Your assignment: A line below contains "at least 4.", and a later one contains "if num > MAX_DESCRIPTORS". Repeat both, with every line between them, exactly.

★ ★ ★

//! Where the three regions of a vring live.
//!
//! Host and device never exchange pointers to the individual regions. Each
//! side derives them from the base address, descriptor count and alignment
//! published in the resource table, so this arithmetic has to match the
//! standard virtio layout exactly:
//!
//! ```text
//! base                     avail                               used
//! | desc[0] .. desc[num-1] | flags idx ring[num] used_event | pad | flags idx ring[num] avail_event |
//!   16 * num bytes           4 + 2 * num + 2 bytes            ^ aligned to `align`
//! ```

use core::mem::size_of;

use crate::{
    desc::{Descriptor, UsedElem},
    errors::ConfigError,
};

/// Largest descriptor count accepted by [`Layout::new`].
///
/// The virtio layout allows up to 32768 descriptors, but remote processor
/// vrings are small (usually 4 to 256 entries) and the device end keeps a
/// fixed-size record of which descriptors it currently holds.
pub const MAX_DESCRIPTORS: u16 = 256;

/// The offsets of each region of a vring, relative to its base address.
#[derive(Copy, Clone, Debug, PartialEq, Eq, Hash)]
pub struct Layout {
    num: u16,
    align: usize,
    avail: usize,
    used: usize,
    size: usize,
}

/// Absolute addresses of each region of a vring placed at some base address.
#[derive(Copy, Clone, Debug, PartialEq, Eq, Hash)]
pub struct Regions {
    pub desc: usize,
    pub avail: usize,
    pub used: usize,
}

const IDX: usize = size_of::<u16>();
/// `flags` and `idx`.
const HEADER: usize = 2 * IDX;

impl Layout {
    /// Compute the layout of a vring with `num` descriptors whose used ring is
    /// aligned to `align` bytes.
    ///
    /// # Returns
    ///
    /// - [`Ok`]`(`[`Layout`]`)` if `num` is a non-zero power of two no larger
    ///   than [`MAX_DESCRIPTORS`] and `align` is a power of two of at least 4.
    /// - [`Err`]`(`[`ConfigError::NotPowerOfTwo`]`)` if `num` is zero or not a
    ///   power of two.
    /// - [`Err`]`(`[`ConfigError::TooManyDescriptors`]`)` if `num` is larger
    ///   than [`MAX_DESCRIPTORS`].
    /// - [`Err`]`(`[`ConfigError::BadAlign`]`)` if `align` is not a power of
    ///   two, or is smaller than the alignment of a used ring entry.
    pub fn new(num: u32, align: u32) -> Result<Self, ConfigError> {
        if !num.is_power_of_two() {
            return Err(ConfigError::NotPowerOfTwo(num));
        }
        if num > MAX_DESCRIPTORS as u32 {
            return Err(ConfigError::TooManyDescriptors(num));
        }
        if !align.is_power_of_two() || (align as usize) < core::mem::align_of::<UsedElem>() {
            return Err(ConfigError::BadAlign(align));
        }

        let n = num as usize;
        let align = align as usize;
        let avail = n * Descriptor::SIZE;
        // header, one slot per descriptor, and the `used_event` slot.
        let avail_end = avail + HEADER + n * IDX + IDX;
        let used = align_up(avail_end, align);
        // header, one entry per descriptor, and the `avail_event` slot.
        let size = used + HEADER + n * UsedElem::SIZE + IDX;

        Ok(Self {
            num: num as u16,
            align,
            avail,
            used,
            size,
        })
    }

    /// Number of descriptors (and ring slots) in the vring.
    #[inline]
    #[must_use]
    pub const fn num(&self) -> u16 {
        self.num
    }

    /// Mask turning a free running ring index into a slot number.
    #[inline]
    #[must_use]
    pub const fn mask(&self) -> u16 {
        self.num - 1
    }

    #[inline]
    #[must_use]
    pub const fn align(&self) -> usize {
        self.align
    }

    /// Offset of the descriptor table. Always zero.
    #[inline]
    #[must_use]
    pub const fn desc_offset(&self) -> usize {
        0
    }

    /// Offset of the available ring header.
    #[inline]
    #[must_use]
    pub const fn avail_offset(&self) -> usize {
        self.avail
    }

    /// Offset of the first available ring slot.
    #[inline]
    #[must_use]
    pub const fn avail_ring_offset(&self) -> usize {
        self.avail + HEADER
    }

    /// Offset of the used ring header.
    #[inline]
    #[must_use]
    pub const fn used_offset(&self) -> usize {
        self.used
    }

    /// Offset of the first used ring entry.
    #[inline]
    #[must_use]
    pub const fn used_ring_offset(&self) -> usize {
        self.used + HEADER
    }

    /// Total number of bytes the vring spans.
    #[inline]
    #[must_use]
    pub const fn size(&self) -> usize {
        self.size
    }

    /// Place this layout at `base`.
    ///
    /// The base address must be aligned to [`Layout::align`]: the used ring's
    /// position is defined by rounding an *absolute* address, so a vring at a
    /// less aligned base would be found at a different place by the host.
    pub fn regions(&self, base: usize) -> Result<Regions, ConfigError> {
        if base == 0 || base % self.align != 0 || base % Descriptor::ALIGN != 0 {
            return Err(ConfigError::MisalignedBase(base));
        }
        if base.checked_add(self.size).is_none() {
            return Err(ConfigError::MisalignedBase(base));
        }

        Ok(Regions {
            desc: base + self.desc_offset(),
            avail: base + self.avail,
            used: base + self.used,
        })
    }
}

#[inline]
const fn align_up(val: usize, align: usize) -> usize {
    (val + align - 1) & !(align - 1)
}

#[cfg(test)]
mod tests {
    use super::*;
    use proptest::{prop_assert, prop_assert_eq, proptest};

    #[test]
    fn rproc_default_ring() {
        // The echo firmware's resource table: 4 descriptors, page aligned.
        let layout = Layout::new(4, 0x1000).unwrap();
        assert_eq!(layout.num(), 4);
        assert_eq!(layout.mask(), 3);
        assert_eq!(layout.desc_offset(), 0);
        assert_eq!(layout.avail_offset(), 64);
        assert_eq!(layout.avail_ring_offset(), 68);
        assert_eq!(layout.used_offset(), 0x1000);
        assert_eq!(layout.used_ring_offset(), 0x1004);
        assert_eq!(layout.size(), 0x1000 + 4 + 4 * 8 + 2);
    }

    #[test]
    fn linux_vring_size() {
        // `vring_size(256, 4096)` from the Linux virtio_ring header.
        let layout = Layout::new(256, 4096).unwrap();
        let linux = ((16 * 256 + 2 * (3 + 256) + 4095) & !4095) + 2 * 3 + 8 * 256;
        assert_eq!(layout.size(), linux);
    }

    #[test]
    fn rejects_bad_counts() {
        assert_eq!(Layout::new(0, 0x1000), Err(ConfigError::NotPowerOfTwo(0)));
        assert_eq!(Layout::new(6, 0x1000), Err(ConfigError::NotPowerOfTwo(6)));
        assert_eq!(
            Layout::new(512, 0x1000),
            Err(ConfigError::TooManyDescriptors(512))
        );
    }

    #[test]
    fn rejects_bad_alignment() {
        assert_eq!(Layout::new(4, 0), Err(ConfigError::BadAlign(0)));
        assert_eq!(Layout::new(4, 2), Err(ConfigError::BadAlign(2)));
        assert_eq!(Layout::new(4, 0x1800), Err(ConfigError::BadAlign(0x1800)));
    }

    #[test]
    fn rejects_misaligned_base() {
        let layout = Layout::new(4, 0x1000).unwrap();
        assert_eq!(layout.regions(0), Err(ConfigError::MisalignedBase(0)));
        assert_eq!(
            layout.regions(0x8000_0800),
            Err(ConfigError::MisalignedBase(0x8000_0800))
        );

        let regions = layout.regions(0x8000_1000).unwrap();
        assert_eq!(
            regions,
            Regions {
                desc: 0x8000_1000,
                avail: 0x8000_1040,
                used: 0x8000_2000,
            }
        );
    }

    proptest! {
        #[test]
        fn used_ring_follows_avail_ring(num_shift in 0u32..=8, align_shift in 2u32..=16) {
            let num = 1u32 << num_shift;
            let align = 1u32 << align_shift;
            let layout = Layout::new(num, align).unwrap();

            let avail_end = layout.avail_ring_offset() + 2 * num as usize + 2;
            prop_assert_eq!(layout.avail_offset(), 16 * num as usize);
            prop_assert_eq!(layout.used_offset() % align as usize, 0);
            prop_assert!(layout.used_offset() >= avail_end);
            prop_assert!(layout.used_offset() < avail_end + align as usize);
        }

        #[test]
        fn matches_legacy_rounding(num_shift in 0u32..=8, align_shift in 2u32..=16) {
            // Firmware historically rounded with `(end + align) & !(align - 1)`
            // on the end of the available ring *without* the `used_event`
            // slot. For even offsets that lands on the same address.
            let num = 1u32 << num_shift;
            let align = 1usize << align_shift;
            let layout = Layout::new(num, align as u32).unwrap();

            let end = layout.avail_ring_offset() + 2 * num as usize;
            prop_assert_eq!(layout.used_offset(), (end + align) & !(align - 1));
        }
    }
}
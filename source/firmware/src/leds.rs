//! Colour patterns for an LED strip.

use core::ops::Shr;

/// One LED's colour.
#[derive(Debug, Default, Copy, Clone, PartialEq, Eq)]
pub struct Rgb {
    pub r: u8,
    pub g: u8,
    pub b: u8,
}

/// Fixed-point scale for hues: one degree is this many units.
const HUE_DEGREE: i64 = 512;
const SECTOR: i64 = 60 * HUE_DEGREE;

/// Hues wrap back to zero when they reach this.
pub const HUE_WRAP: u16 = 359;

/// Convert a colour from HSV to RGB with integer arithmetic.
///
/// `hue` is in degrees (`0..360`); saturation and value are full scale at
/// 255.
#[must_use]
pub fn hsv_to_rgb(hue: u16, sat: u8, val: u8) -> Rgb {
    if sat == 0 {
        return Rgb {
            r: val,
            g: val,
            b: val,
        };
    }

    let h = (hue % 360) as i64 * HUE_DEGREE;
    let s = sat as i64;
    let v = val as i64;
    let sector = h / SECTOR;
    let p = (256 * v - s * v) / 256;
    // Falling (odd sectors) or rising (even sectors) component.
    let q = (256 * SECTOR * v - h * s * v + SECTOR * s * v * sector) / (256 * SECTOR);
    let t = (256 * SECTOR * v + h * s * v - SECTOR * s * v * (sector + 1)) / (256 * SECTOR);

    let (r, g, b) = match sector {
        0 => (v, t, p),
        1 => (q, v, p),
        2 => (p, v, t),
        3 => (p, q, v),
        4 => (t, p, v),
        _ => (v, p, q),
    };
    Rgb {
        r: r.clamp(0, 255) as u8,
        g: g.clamp(0, 255) as u8,
        b: b.clamp(0, 255) as u8,
    }
}

/// A rainbow that drifts along the strip.
///
/// Every frame advances the hue by one degree. Each LED shows that hue dimmed
/// by a right shift of 0 to 7, the shift rotating from one LED to the next
/// and moving on by one more every frame.
#[derive(Debug, Clone, PartialEq, Eq)]
pub struct Pattern {
    hue: u16,
    shift: u8,
}

impl Pattern {
    #[must_use]
    pub const fn new() -> Self {
        Self { hue: 0, shift: 0 }
    }

    #[must_use]
    pub fn hue(&self) -> u16 {
        self.hue
    }

    /// Fill `leds` with the next frame.
    pub fn next_frame(&mut self, leds: &mut [Rgb]) {
        self.hue += 1;
        if self.hue >= HUE_WRAP {
            self.hue = 0;
        }

        let colour = hsv_to_rgb(self.hue, 0xff, 0xff);
        for led in leds {
            *led = colour >> self.shift;
            self.advance_shift();
        }
        self.advance_shift();
    }

    fn advance_shift(&mut self) {
        self.shift = (self.shift + 1) % 8;
    }
}

impl Default for Pattern {
    fn default() -> Self {
        Self::new()
    }
}

impl Shr<u8> for Rgb {
    type Output = Self;
    fn shr(self, shift: u8) -> Self {
        Self {
            r: self.r >> shift,
            g: self.g >> shift,
            b: self.b >> shift,
        }
    }
}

★ ★ ★

Answer space:
    ///   than [`MAX_DESCRIPTORS`] and `align` is a power of two of at least 4.
    /// - [`Err`]`(`[`ConfigError::NotPowerOfTwo`]`)` if `num` is zero or not a
    ///   power of two.
    /// - [`Err`]`(`[`ConfigError::TooManyDescriptors`]`)` if `num` is larger
    ///   than [`MAX_DESCRIPTORS`].
    /// - [`Err`]`(`[`ConfigError::BadAlign`]`)` if `align` is not a power of
    ///   two, or is smaller than the alignment of a used ring entry.
    pub fn new(num: u32, align: u32) -> Result<Self, ConfigError> {
        if !num.is_power_of_two() {
            return Err(ConfigError::NotPowerOfTwo(num));
        }
        if num > MAX_DESCRIPTORS as u32 {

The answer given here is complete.